## TASK INSTRUCTIONS
Nothing is needed except the lines below that run from the one with "AND. Empty if either side is empty." through the one with "assert_eq!(a.times(&b).read(), Some(18));", repeated exactly.
BEGIN DATA
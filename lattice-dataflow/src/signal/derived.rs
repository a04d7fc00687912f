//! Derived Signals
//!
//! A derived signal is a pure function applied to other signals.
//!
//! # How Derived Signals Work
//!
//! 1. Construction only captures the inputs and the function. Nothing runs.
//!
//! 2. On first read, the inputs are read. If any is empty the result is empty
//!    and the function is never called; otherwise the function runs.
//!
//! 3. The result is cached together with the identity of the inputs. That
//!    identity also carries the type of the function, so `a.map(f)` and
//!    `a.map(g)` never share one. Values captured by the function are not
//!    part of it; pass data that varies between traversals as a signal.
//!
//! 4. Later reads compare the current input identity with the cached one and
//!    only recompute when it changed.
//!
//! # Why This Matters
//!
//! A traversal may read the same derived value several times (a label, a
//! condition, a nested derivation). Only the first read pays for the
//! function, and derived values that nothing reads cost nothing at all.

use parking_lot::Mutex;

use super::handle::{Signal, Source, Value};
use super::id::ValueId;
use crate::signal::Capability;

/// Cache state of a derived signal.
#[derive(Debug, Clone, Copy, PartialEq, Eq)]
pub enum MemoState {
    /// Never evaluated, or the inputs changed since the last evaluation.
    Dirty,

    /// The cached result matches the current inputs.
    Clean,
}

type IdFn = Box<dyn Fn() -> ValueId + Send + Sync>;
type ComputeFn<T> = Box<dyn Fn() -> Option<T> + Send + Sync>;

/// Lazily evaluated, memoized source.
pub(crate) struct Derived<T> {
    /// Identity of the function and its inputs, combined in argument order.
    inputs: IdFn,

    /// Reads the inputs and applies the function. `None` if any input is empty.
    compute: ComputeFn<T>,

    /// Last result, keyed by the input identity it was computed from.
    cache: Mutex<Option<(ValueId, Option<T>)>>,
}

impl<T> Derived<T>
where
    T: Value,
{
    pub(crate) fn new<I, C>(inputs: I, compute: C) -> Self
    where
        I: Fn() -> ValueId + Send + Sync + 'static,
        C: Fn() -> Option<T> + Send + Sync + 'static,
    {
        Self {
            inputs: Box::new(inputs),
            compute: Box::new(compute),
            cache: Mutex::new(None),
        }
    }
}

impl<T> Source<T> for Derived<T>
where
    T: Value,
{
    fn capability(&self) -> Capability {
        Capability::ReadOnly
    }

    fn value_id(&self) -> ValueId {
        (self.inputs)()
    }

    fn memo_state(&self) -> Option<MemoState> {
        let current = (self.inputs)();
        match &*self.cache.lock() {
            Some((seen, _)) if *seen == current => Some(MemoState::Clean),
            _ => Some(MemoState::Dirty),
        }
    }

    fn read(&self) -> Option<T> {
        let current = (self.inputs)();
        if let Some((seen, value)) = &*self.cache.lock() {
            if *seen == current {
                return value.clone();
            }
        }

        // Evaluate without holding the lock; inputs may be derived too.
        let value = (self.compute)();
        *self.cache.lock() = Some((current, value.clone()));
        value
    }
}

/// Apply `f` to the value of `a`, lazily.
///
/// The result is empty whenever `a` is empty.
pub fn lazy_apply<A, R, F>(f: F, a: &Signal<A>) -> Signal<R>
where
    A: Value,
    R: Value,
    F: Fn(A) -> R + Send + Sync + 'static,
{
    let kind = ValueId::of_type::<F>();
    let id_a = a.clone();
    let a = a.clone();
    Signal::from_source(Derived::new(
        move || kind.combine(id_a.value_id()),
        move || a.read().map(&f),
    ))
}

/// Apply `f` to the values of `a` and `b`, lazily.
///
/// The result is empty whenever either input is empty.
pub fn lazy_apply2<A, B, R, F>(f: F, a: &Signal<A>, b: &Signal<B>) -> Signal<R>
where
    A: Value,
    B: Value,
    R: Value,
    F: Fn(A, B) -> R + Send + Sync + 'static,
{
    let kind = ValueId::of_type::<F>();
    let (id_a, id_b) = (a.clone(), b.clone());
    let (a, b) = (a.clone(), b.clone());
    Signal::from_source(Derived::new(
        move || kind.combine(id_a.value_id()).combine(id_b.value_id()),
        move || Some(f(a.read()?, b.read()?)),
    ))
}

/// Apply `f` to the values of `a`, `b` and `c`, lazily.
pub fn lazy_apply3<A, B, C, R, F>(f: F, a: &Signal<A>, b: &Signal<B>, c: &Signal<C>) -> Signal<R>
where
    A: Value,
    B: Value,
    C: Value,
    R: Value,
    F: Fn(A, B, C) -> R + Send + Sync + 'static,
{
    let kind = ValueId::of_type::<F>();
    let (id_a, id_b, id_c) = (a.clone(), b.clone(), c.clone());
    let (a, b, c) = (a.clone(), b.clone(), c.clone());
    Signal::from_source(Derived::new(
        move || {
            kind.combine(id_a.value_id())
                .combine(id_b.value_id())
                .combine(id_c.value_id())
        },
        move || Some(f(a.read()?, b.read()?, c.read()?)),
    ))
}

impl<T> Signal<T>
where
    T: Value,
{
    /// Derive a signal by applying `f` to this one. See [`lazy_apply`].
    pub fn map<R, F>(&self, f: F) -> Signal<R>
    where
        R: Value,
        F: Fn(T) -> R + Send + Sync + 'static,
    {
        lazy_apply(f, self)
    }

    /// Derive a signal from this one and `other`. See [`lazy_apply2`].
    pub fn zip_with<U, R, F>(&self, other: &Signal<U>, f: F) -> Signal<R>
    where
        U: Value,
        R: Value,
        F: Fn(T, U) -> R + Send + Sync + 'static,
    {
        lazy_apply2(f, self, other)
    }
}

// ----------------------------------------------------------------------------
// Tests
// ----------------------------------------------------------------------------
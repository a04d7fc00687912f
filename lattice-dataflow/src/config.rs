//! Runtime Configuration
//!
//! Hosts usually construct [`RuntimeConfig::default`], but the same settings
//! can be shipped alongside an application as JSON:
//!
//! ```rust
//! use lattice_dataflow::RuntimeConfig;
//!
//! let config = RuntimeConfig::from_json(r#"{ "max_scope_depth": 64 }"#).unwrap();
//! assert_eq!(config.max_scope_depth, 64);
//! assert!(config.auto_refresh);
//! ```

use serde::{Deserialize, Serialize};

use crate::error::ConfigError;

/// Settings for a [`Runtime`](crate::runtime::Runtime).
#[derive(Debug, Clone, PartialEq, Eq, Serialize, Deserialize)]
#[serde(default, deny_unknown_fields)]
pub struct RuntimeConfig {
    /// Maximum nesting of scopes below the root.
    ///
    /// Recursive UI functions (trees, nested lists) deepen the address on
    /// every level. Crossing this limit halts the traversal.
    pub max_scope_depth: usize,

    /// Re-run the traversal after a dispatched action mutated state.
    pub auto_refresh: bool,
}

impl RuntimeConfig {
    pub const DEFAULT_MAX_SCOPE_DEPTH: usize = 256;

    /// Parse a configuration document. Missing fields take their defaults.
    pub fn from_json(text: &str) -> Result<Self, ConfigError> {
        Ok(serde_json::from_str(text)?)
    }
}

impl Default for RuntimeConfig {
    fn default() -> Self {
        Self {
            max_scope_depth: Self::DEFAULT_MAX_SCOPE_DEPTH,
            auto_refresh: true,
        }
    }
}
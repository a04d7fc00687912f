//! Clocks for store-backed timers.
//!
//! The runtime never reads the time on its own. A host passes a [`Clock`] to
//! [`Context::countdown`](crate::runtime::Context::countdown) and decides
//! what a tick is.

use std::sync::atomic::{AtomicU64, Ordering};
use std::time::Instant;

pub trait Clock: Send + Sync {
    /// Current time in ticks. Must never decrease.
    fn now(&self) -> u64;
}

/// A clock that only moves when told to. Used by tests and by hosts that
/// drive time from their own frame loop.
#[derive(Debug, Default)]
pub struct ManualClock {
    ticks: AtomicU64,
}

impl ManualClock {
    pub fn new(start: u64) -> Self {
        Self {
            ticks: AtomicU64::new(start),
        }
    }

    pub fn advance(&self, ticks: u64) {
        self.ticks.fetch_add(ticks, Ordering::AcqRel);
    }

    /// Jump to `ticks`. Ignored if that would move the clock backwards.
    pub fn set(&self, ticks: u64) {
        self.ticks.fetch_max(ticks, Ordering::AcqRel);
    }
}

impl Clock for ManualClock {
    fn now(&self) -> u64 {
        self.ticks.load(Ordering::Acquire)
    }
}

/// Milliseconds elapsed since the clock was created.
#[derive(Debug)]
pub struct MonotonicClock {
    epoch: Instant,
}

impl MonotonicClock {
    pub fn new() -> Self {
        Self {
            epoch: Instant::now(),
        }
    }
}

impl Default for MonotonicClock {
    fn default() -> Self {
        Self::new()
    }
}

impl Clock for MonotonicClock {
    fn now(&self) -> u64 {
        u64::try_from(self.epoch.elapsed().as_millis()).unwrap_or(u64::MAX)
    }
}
END DATA
BEGIN DATA
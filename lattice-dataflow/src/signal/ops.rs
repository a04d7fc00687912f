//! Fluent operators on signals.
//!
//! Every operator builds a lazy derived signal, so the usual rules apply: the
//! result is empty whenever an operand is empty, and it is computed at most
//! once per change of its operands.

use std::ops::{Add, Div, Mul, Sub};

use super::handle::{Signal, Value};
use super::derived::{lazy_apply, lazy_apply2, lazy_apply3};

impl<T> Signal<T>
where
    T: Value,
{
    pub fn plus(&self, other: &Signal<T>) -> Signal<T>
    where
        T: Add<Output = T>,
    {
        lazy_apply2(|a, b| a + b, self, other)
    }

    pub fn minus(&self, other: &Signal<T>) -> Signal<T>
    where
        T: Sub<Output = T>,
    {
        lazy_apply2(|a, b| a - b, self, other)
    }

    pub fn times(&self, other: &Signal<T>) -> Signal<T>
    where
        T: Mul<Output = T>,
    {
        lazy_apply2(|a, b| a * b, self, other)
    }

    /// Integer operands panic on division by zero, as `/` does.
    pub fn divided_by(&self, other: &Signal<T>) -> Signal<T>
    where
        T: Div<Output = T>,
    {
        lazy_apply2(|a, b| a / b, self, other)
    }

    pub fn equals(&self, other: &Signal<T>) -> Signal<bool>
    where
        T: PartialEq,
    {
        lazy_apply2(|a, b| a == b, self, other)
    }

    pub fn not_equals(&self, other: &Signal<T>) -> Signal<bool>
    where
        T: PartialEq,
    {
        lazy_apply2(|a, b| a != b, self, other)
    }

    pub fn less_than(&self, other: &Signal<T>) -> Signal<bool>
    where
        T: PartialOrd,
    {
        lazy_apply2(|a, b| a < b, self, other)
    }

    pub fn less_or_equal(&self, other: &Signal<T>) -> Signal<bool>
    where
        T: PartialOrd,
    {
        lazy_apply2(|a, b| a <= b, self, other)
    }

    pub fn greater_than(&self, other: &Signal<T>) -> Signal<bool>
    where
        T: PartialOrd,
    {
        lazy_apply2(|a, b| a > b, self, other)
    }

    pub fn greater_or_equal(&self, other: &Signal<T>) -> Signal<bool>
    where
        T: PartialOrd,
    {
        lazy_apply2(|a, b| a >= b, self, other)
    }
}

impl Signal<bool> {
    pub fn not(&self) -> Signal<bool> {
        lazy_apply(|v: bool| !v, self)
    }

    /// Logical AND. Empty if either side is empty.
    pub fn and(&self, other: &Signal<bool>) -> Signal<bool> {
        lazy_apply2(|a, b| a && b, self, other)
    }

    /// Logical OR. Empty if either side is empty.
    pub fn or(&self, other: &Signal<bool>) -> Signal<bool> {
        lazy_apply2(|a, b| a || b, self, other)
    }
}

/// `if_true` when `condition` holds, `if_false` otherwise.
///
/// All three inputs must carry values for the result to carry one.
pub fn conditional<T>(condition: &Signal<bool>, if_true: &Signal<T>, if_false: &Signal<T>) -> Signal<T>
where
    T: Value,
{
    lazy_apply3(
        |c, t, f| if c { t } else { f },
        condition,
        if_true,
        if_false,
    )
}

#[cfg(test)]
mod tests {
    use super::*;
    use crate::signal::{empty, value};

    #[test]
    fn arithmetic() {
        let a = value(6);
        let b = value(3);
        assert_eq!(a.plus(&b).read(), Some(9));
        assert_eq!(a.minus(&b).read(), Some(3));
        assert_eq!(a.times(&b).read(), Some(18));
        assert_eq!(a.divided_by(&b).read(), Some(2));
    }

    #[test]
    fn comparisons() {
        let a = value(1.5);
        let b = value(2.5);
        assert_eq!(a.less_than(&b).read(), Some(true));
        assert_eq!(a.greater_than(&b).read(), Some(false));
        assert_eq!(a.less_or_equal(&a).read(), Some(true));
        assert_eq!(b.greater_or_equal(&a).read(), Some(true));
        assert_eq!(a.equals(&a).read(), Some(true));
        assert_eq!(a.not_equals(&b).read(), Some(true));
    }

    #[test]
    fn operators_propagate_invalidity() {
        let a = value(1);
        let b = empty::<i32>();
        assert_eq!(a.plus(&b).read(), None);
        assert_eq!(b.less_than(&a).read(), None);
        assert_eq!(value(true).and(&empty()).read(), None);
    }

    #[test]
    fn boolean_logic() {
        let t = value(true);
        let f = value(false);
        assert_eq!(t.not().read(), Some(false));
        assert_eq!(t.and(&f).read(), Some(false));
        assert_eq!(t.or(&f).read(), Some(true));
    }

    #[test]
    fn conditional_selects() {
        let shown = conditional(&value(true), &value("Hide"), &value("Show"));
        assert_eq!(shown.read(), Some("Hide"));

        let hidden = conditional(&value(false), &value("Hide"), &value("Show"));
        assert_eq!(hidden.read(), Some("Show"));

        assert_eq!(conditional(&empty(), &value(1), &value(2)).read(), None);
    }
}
END DATA
## ANSWER TO THIS EXERCISE
    /// Logical AND. Empty if either side is empty.
    pub fn and(&self, other: &Signal<bool>) -> Signal<bool> {
        lazy_apply2(|a, b| a && b, self, other)
    }

    /// Logical OR. Empty if either side is empty.
    pub fn or(&self, other: &Signal<bool>) -> Signal<bool> {
        lazy_apply2(|a, b| a || b, self, other)
    }
}

/// `if_true` when `condition` holds, `if_false` otherwise.
///
/// All three inputs must carry values for the result to carry one.
pub fn conditional<T>(condition: &Signal<bool>, if_true: &Signal<T>, if_false: &Signal<T>) -> Signal<T>
where
    T: Value,
{
    lazy_apply3(
        |c, t, f| if c { t } else { f },
        condition,
        if_true,
        if_false,
    )
}

#[cfg(test)]
mod tests {
    use super::*;
    use crate::signal::{empty, value};

    #[test]
    fn arithmetic() {
        let a = value(6);
        let b = value(3);
        assert_eq!(a.plus(&b).read(), Some(9));
        assert_eq!(a.minus(&b).read(), Some(3));
        assert_eq!(a.times(&b).read(), Some(18));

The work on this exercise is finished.